EPICUREAN ESCAPISM COMPILATION TAPE + VIDEO DVD-R On the occasion of the Epicurean Escapism Festival 7th of July 2012
Tape with tracks by KRANK, IRM, DISSECTING TABLE, HUMAN LARVAE, ANEMONE TUBE, JARL + DVD-R with a video by MARTIN BLADH.
Pro-dubliated C-50 Tape with silk-screenprint + DVD-R + individual download code. Comes in a luxurious packaging in a limited edition of 100 copies only. All tracks on the tape are unreleased, except for 2 tracks, which are different versions/remixes. Professionally mastered.
Label: Silken Tofu & The Epicurean
Release date: 7th of July 2012
Various Artists – Epicurean Escapism MC / DVDr 2012 The Epicurean / Silken Tofu
Not a typical compilation in the traditional sense, here we have a multi-media document that was issued as a companion release for a live festival of the same name (held in Berlin on 7th of July 2012). This release features all artists who performed live, including: IRM, Krank, Anemone Tube, Jarl, Human Larvae, as well as further contributions from Dissecting Table and Martin Bladh (who both presented video screenings at the festival). Although festival compilations can often be somewhat uninspired, ‘Epicurean Escapism’ avoids this pitfall in term of both the artistic contributions and the packaging and presentation (silver bubble wrap pocket sleeve and pro-duplicated tape).

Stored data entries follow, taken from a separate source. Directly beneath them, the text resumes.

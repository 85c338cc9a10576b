//! Workspace config file source: `<workspace>/vault.toml`

use config::builder::DefaultState;
use config::{ConfigBuilder, ConfigError, File};
use std::path::Path;

/// File name of the workspace-level config file.
pub const WORKSPACE_CONFIG_FILE: &str = "vault.toml";

pub fn add_to_builder(
    builder: ConfigBuilder<DefaultState>,
    workspace_root: &Path,
) -> Result<ConfigBuilder<DefaultState>, ConfigError> {
    let path = workspace_root.join(WORKSPACE_CONFIG_FILE);
    Ok(builder.add_source(File::from(path).required(false)))
}
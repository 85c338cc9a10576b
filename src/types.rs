//! Core record types produced by the scanner.

use serde::{Deserialize, Serialize};
use std::path::PathBuf;

/// Kind of a filesystem object as seen by the enumerator.
#[derive(Debug, Clone, Copy, PartialEq, Eq, Serialize, Deserialize)]
#[serde(rename_all = "lowercase")]
pub enum EntryKind {
    File,
    Directory,
}

/// One immediate child of an enumerated directory.
///
/// `size` and `extension` are only ever populated for files.
#[derive(Debug, Clone, PartialEq, Eq, Serialize, Deserialize)]
pub struct FileEntry {
    pub name: String,
    pub path: PathBuf,
    #[serde(rename = "type")]
    pub kind: EntryKind,
    #[serde(skip_serializing_if = "Option::is_none")]
    pub size: Option<u64>,
    #[serde(skip_serializing_if = "Option::is_none")]
    pub extension: Option<String>,
}

impl FileEntry {
    pub fn is_dir(&self) -> bool {
        self.kind == EntryKind::Directory
    }

    pub fn is_file(&self) -> bool {
        self.kind == EntryKind::File
    }
}

/// Aggregate record for one department/course/instructor/type leaf directory.
///
/// The four keys are raw directory names; the display names are resolved from
/// sidecar metadata when the group is built.
#[derive(Debug, Clone, PartialEq, Eq, Serialize, Deserialize)]
#[serde(rename_all = "camelCase")]
pub struct MaterialGroup {
    pub department: String,
    pub course: String,
    pub instructor: String,
    #[serde(rename = "type")]
    pub material_type: String,
    pub files: Vec<FileEntry>,
    #[serde(skip_serializing_if = "Option::is_none")]
    pub course_display_name: Option<String>,
    #[serde(skip_serializing_if = "Option::is_none")]
    pub instructor_display_name: Option<String>,
    #[serde(skip_serializing_if = "Option::is_none")]
    pub type_display_name: Option<String>,
}

impl MaterialGroup {
    /// Course label, falling back to the raw key.
    pub fn course_label(&self) -> &str {
        self.course_display_name.as_deref().unwrap_or(&self.course)
    }

    /// Instructor label, falling back to the raw key.
    pub fn instructor_label(&self) -> &str {
        self.instructor_display_name
            .as_deref()
            .unwrap_or(&self.instructor)
    }

    /// Type label, falling back to the raw key.
    pub fn type_label(&self) -> &str {
        self.type_display_name
            .as_deref()
            .unwrap_or(&self.material_type)
    }

    /// Site-relative link to the leaf page for this group.
    pub fn href(&self) -> String {
        format!(
            "/{}/{}/{}/{}/",
            self.department, self.course, self.instructor, self.material_type
        )
    }
}

/// Department key paired with its resolved labels.
#[derive(Debug, Clone, PartialEq, Eq, Serialize, Deserialize)]
#[serde(rename_all = "camelCase")]
pub struct DepartmentSummary {
    pub key: String,
    pub display_name: String,
    #[serde(skip_serializing_if = "Option::is_none")]
    pub farsi_name: Option<String>,
}

/// Course key paired with its resolved labels.
#[derive(Debug, Clone, PartialEq, Eq, Serialize, Deserialize)]
#[serde(rename_all = "camelCase")]
pub struct CourseSummary {
    pub key: String,
    pub display_name: String,
    #[serde(skip_serializing_if = "Option::is_none")]
    pub code: Option<String>,
}
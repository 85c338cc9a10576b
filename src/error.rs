//! Error types
//!
//! Only the ambient surfaces (configuration, logging setup, CLI validation and
//! output serialization) can fail. Scanning never returns an error: every
//! scan operation degrades to an empty result at its own boundary.

use thiserror::Error;

/// Errors surfaced by the configuration, logging and CLI layers.
#[derive(Debug, Error)]
pub enum ApiError {
    #[error("Configuration error: {0}")]
    ConfigError(String),

    #[error("I/O error: {0}")]
    Io(#[from] std::io::Error),

    #[error("Serialization error: {0}")]
    Serialization(String),

    #[error("Invalid argument: {0}")]
    InvalidArgument(String),
}

impl From<config::ConfigError> for ApiError {
    fn from(err: config::ConfigError) -> Self {
        ApiError::ConfigError(err.to_string())
    }
}

impl From<serde_json::Error> for ApiError {
    fn from(err: serde_json::Error) -> Self {
        ApiError::Serialization(err.to_string())
    }
}

impl From<toml::ser::Error> for ApiError {
    fn from(err: toml::ser::Error) -> Self {
        ApiError::Serialization(err.to_string())
    }
}
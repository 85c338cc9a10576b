//! Locale-aware string ordering for directory listings.
//!
//! Names are compared the way a reader expects them in a listing rather than
//! by raw bytes: base letters first (accents stripped, case folded), then
//! accents, then case with lower case first. Raw code points break any
//! remaining tie so the order stays total.

use std::cmp::Ordering;
use unicode_normalization::char::is_combining_mark;
use unicode_normalization::UnicodeNormalization;

/// Primary weight class. Variant order is the sort order.
#[derive(Debug, Clone, Copy, PartialEq, Eq, PartialOrd, Ord, Hash)]
enum CharClass {
    Separator,
    Digit,
    Letter,
}

fn classify(c: char) -> CharClass {
    if c.is_numeric() {
        CharClass::Digit
    } else if c.is_alphabetic() {
        CharClass::Letter
    } else {
        CharClass::Separator
    }
}

/// Precomputed multi-level sort key for one string.
#[derive(Debug, Clone, PartialEq, Eq, PartialOrd, Ord, Hash)]
pub struct CollationKey {
    primary: Vec<(CharClass, char)>,
    secondary: Vec<char>,
    tertiary: Vec<bool>,
    raw: String,
}

impl CollationKey {
    pub fn new(s: &str) -> Self {
        let mut primary = Vec::with_capacity(s.len());
        let mut secondary = Vec::with_capacity(s.len());
        let mut tertiary = Vec::with_capacity(s.len());

        for c in s.nfd() {
            let lower: Vec<char> = c.to_lowercase().collect();
            secondary.extend(lower.iter().copied());
            if is_combining_mark(c) {
                continue;
            }
            tertiary.push(c.is_uppercase());
            for l in lower {
                primary.push((classify(l), l));
            }
        }

        Self {
            primary,
            secondary,
            tertiary,
            raw: s.to_string(),
        }
    }
}

/// Compare two strings with the listing collation.
pub fn compare(a: &str, b: &str) -> Ordering {
    CollationKey::new(a).cmp(&CollationKey::new(b))
}

/// Sort items in place by a string field using the listing collation.
pub fn sort_by_name<T, F>(items: &mut [T], name: F)
where
    F: Fn(&T) -> &str,
{
    items.sort_by_cached_key(|item| CollationKey::new(name(item)));
}
//! Filesystem access: data root discovery, directory enumeration, and the
//! ordering used for every listing.

pub mod collate;
pub mod root;
pub mod walker;

pub use root::{is_child_key, resolve_data_root, resolve_data_root_from, RootLocator};
pub use walker::{list_directory, list_subdirectories};
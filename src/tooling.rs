//! Tooling Layer
//!
//! CLI commands over the scanner plus their text and JSON renderings.

pub mod cli;
pub mod format;
pub mod output;

pub use cli::{Cli, CliContext, Commands};
use cessa_vault::types::EntryKind;
use cessa_vault::Scanner;

use crate::support::{sample_tree, DataTree};

#[test]
fn full_tree_yields_one_group_per_leaf() {
    let tree = sample_tree();
    let groups = Scanner::at(tree.root()).department_materials("cs");

    let keys: Vec<(&str, &str, &str)> = groups
        .iter()
        .map(|g| (g.course.as_str(), g.instructor.as_str(), g.material_type.as_str()))
        .collect();
    assert_eq!(
        keys,
        vec![
            ("ds", "smith", "exams"),
            ("ds", "smith", "slides"),
            ("os", "jones", "slides"),
            ("os", "jones", "videos"),
        ]
    );
}

#[test]
fn sidecar_names_and_fallbacks_are_applied() {
    let tree = sample_tree();
    let groups = Scanner::at(tree.root()).department_materials("cs");

    let ds_slides = &groups[1];
    assert_eq!(ds_slides.course_display_name.as_deref(), Some("Data Structures"));
    assert_eq!(ds_slides.instructor_display_name.as_deref(), Some("Dr. Smith"));
    assert_eq!(ds_slides.type_display_name.as_deref(), Some("Lecture Slides"));

    let os_videos = &groups[3];
    assert_eq!(os_videos.course_display_name.as_deref(), Some("Os"));
    assert_eq!(os_videos.instructor_display_name.as_deref(), Some("Jones"));
    assert_eq!(os_videos.type_display_name.as_deref(), Some("etc"));
    assert!(os_videos.files.is_empty());
}

#[test]
fn leaf_files_carry_size_and_extension() {
    let tree = sample_tree();
    let groups = Scanner::at(tree.root()).department_materials("cs");

    let files = &groups[1].files;
    let names: Vec<&str> = files.iter().map(|f| f.name.as_str()).collect();
    assert_eq!(names, vec!["lec1.pdf", "notes.docx"]);
    assert_eq!(files[0].size, Some(1536));
    assert_eq!(files[0].extension.as_deref(), Some(".pdf"));
    assert_eq!(files[0].kind, EntryKind::File);
}

#[test]
fn subdirectories_inside_a_leaf_are_listed_without_size() {
    let tree = DataTree::new();
    tree.file("cs/ds/smith/slides/a.pdf", 1);
    tree.dir("cs/ds/smith/slides/extra");

    let groups = Scanner::at(tree.root()).department_materials("cs");
    let extra = groups[0]
        .files
        .iter()
        .find(|f| f.name == "extra")
        .unwrap();
    assert_eq!(extra.kind, EntryKind::Directory);
    assert_eq!(extra.size, None);
    assert_eq!(extra.extension, None);
}

#[test]
fn repeated_scans_are_identical() {
    let tree = sample_tree();
    let scanner = Scanner::at(tree.root());
    assert_eq!(
        scanner.department_materials("cs"),
        scanner.department_materials("cs")
    );
}

#[test]
fn unknown_department_is_empty() {
    let tree = sample_tree();
    assert!(Scanner::at(tree.root()).department_materials("math").is_empty());
}

#[test]
fn malformed_type_sidecar_falls_back_to_etc() {
    let tree = sample_tree();
    tree.sidecar("type.json", "{ not json");
    let groups = Scanner::at(tree.root()).department_materials("cs");
    assert_eq!(groups.len(), 4);
    assert!(groups
        .iter()
        .all(|g| g.type_display_name.as_deref() == Some("etc")));
}

#[test]
fn department_listing_uses_sidecar_or_upper_case() {
    let tree = sample_tree();
    tree.dir("math");
    let summaries = Scanner::at(tree.root()).department_summaries();
    let names: Vec<(&str, &str)> = summaries
        .iter()
        .map(|s| (s.key.as_str(), s.display_name.as_str()))
        .collect();
    assert_eq!(names, vec![("cs", "Computer Science"), ("math", "MATH")]);
}
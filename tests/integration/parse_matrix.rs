use cessa_vault::tooling::cli::{Cli, Commands};
use clap::Parser;

#[test]
fn parse_valid_command_matrix() {
    let cases: Vec<Vec<&str>> = vec![
        vec!["vault", "root"],
        vec!["vault", "departments", "--format", "json"],
        vec!["vault", "courses", "cs"],
        vec!["vault", "materials", "cs"],
        vec![
            "vault",
            "materials",
            "cs",
            "--search",
            "smith",
            "--course",
            "ds",
            "--type",
            "slides",
            "--sort",
            "instructor",
        ],
        vec!["vault", "files", "cs", "ds", "smith", "slides"],
        vec!["vault", "config", "--format", "json"],
        vec!["vault", "--data-root", "/srv/data", "departments"],
        vec!["vault", "departments", "--log-level", "debug"],
    ];

    for args in cases {
        let parsed = Cli::try_parse_from(args.clone());
        assert!(parsed.is_ok(), "expected valid parse for args: {args:?}");
    }
}

#[test]
fn parse_rejects_incomplete_leaf_path() {
    assert!(Cli::try_parse_from(["vault", "files", "cs", "ds", "smith"]).is_err());
    assert!(Cli::try_parse_from(["vault", "courses"]).is_err());
    assert!(Cli::try_parse_from(["vault", "scan"]).is_err());
}

#[test]
fn materials_defaults() {
    let cli = Cli::try_parse_from(["vault", "materials", "cs"]).unwrap();
    match cli.command {
        Commands::Materials {
            sort,
            format,
            search,
            ..
        } => {
            assert_eq!(sort, "course");
            assert_eq!(format, "text");
            assert_eq!(search, None);
        }
        other => panic!("unexpected command: {other:?}"),
    }
}
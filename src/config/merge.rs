//! Merge of configuration sources.

pub mod service;
//! XDG Base Directory utilities.

use crate::error::ApiError;
use std::path::PathBuf;

/// Application directory name under the XDG config home.
pub const APP_DIR: &str = "cessa-vault";

/// Get XDG config home directory
///
/// Returns `$XDG_CONFIG_HOME` if set, otherwise defaults to `$HOME/.config`
pub fn config_home() -> Result<PathBuf, ApiError> {
    if let Ok(xdg_config_home) = std::env::var("XDG_CONFIG_HOME") {
        if !xdg_config_home.is_empty() {
            return Ok(PathBuf::from(xdg_config_home));
        }
    }

    let home = std::env::var("HOME").map_err(|_| {
        ApiError::ConfigError(
            "Could not determine XDG config home directory (HOME not set)".to_string(),
        )
    })?;

    Ok(PathBuf::from(home).join(".config"))
}

/// Global config file path: `$XDG_CONFIG_HOME/cessa-vault/config.toml`
pub fn global_config_path() -> Result<PathBuf, ApiError> {
    Ok(config_home()?.join(APP_DIR).join("config.toml"))
}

Krank (an old resurrected project of John Murphy) is first up, presenting a dose of ritual industrial sounds – multi-tracked vocals and myriad on tonal textures are the order the day here. Anemone Tube follow with a remixed track from the excellent ‘Dream Landscape’ album, presenting a multi-dimensional dark ambient track constructed field recording and droning synth textures – great stuff as expected. The next track is a devastating live attack from IRM, here presenting the title track from their last album ‘Order4’. Built on a base of heavy droning distortion and crumbling static Martin Bladh’s vocals suitably unhinged, sounding if he is pushing himself to an absolute point of collapse. Jarl rounds out the first side of the tape and present an animated yet meditative ambient track consisting of a multitude of clinical throbs and pulsing elements, and a looped bass line that is quite reminiscent of early Deutsch Nepal.
Flipping over to side two Human Larvae present two short tracks in quick succession. The first is a layered dark ambient / industrial track with an ominous droning atmosphere, whilst the second drives a more static riddled power electronics tone including obligatory yelled/ distorted vocals. As my first introduction to Human Larvae both are solid and enjoyable tracks in their given styles. Dissecting Table follows whose track is the longest of the compilation, but from my perspective is the weakest (…but to qualify this view I have never been a huge fan). The track presented here is freeform noisy industrial, with cascading waves of distortion and heavy dose of digital clatter, rounded out with aggressive processed vocals in the dying minutes. Anemone Tube return to conclude the music part of the release with a calm and melancholic track, built on a dour synth line and ‘composed’ field recording elements – again an excellent contribution.
In addition to the music, a short art film by Martin Bladh is presented entitled ‘Pig and Tomboy’. Experimental filmmaking in its styling, the short video juxtaposes visual cuts ups of various disturbing scenes being acted out (…Martin Bladh and an accomplice in a pig mask). These images play out seemingly in response to an audio collage of interview dialogue which has been collated and contributed by Peter Sotos (…dealing with a girl’s decent into drug use, prostitution and subsequent death by unknown means). Interestingly in some sections the footage is filmed via the reflection of a mirror, where the tripod camera that has captured the scene is clearly visible in frame, which raises questions of whether the audience is a mere passive viewer, or perhaps an active voyeur just out of frame. The video certainly warrants more analysis and dissection than can be provided here, but it is uncompromisingly executed by Martin Bladh, which should be no surprise at this point given his artistic endeavours to date.
From packing to the multiple formats of contributed material, it provides ‘Epicurean Escapism’ with a clear point of difference from the more ‘standard’ approach to a festival oriented compilation. Yes this is ludicrously limited at 100 copies, but worthy of investigation all the same.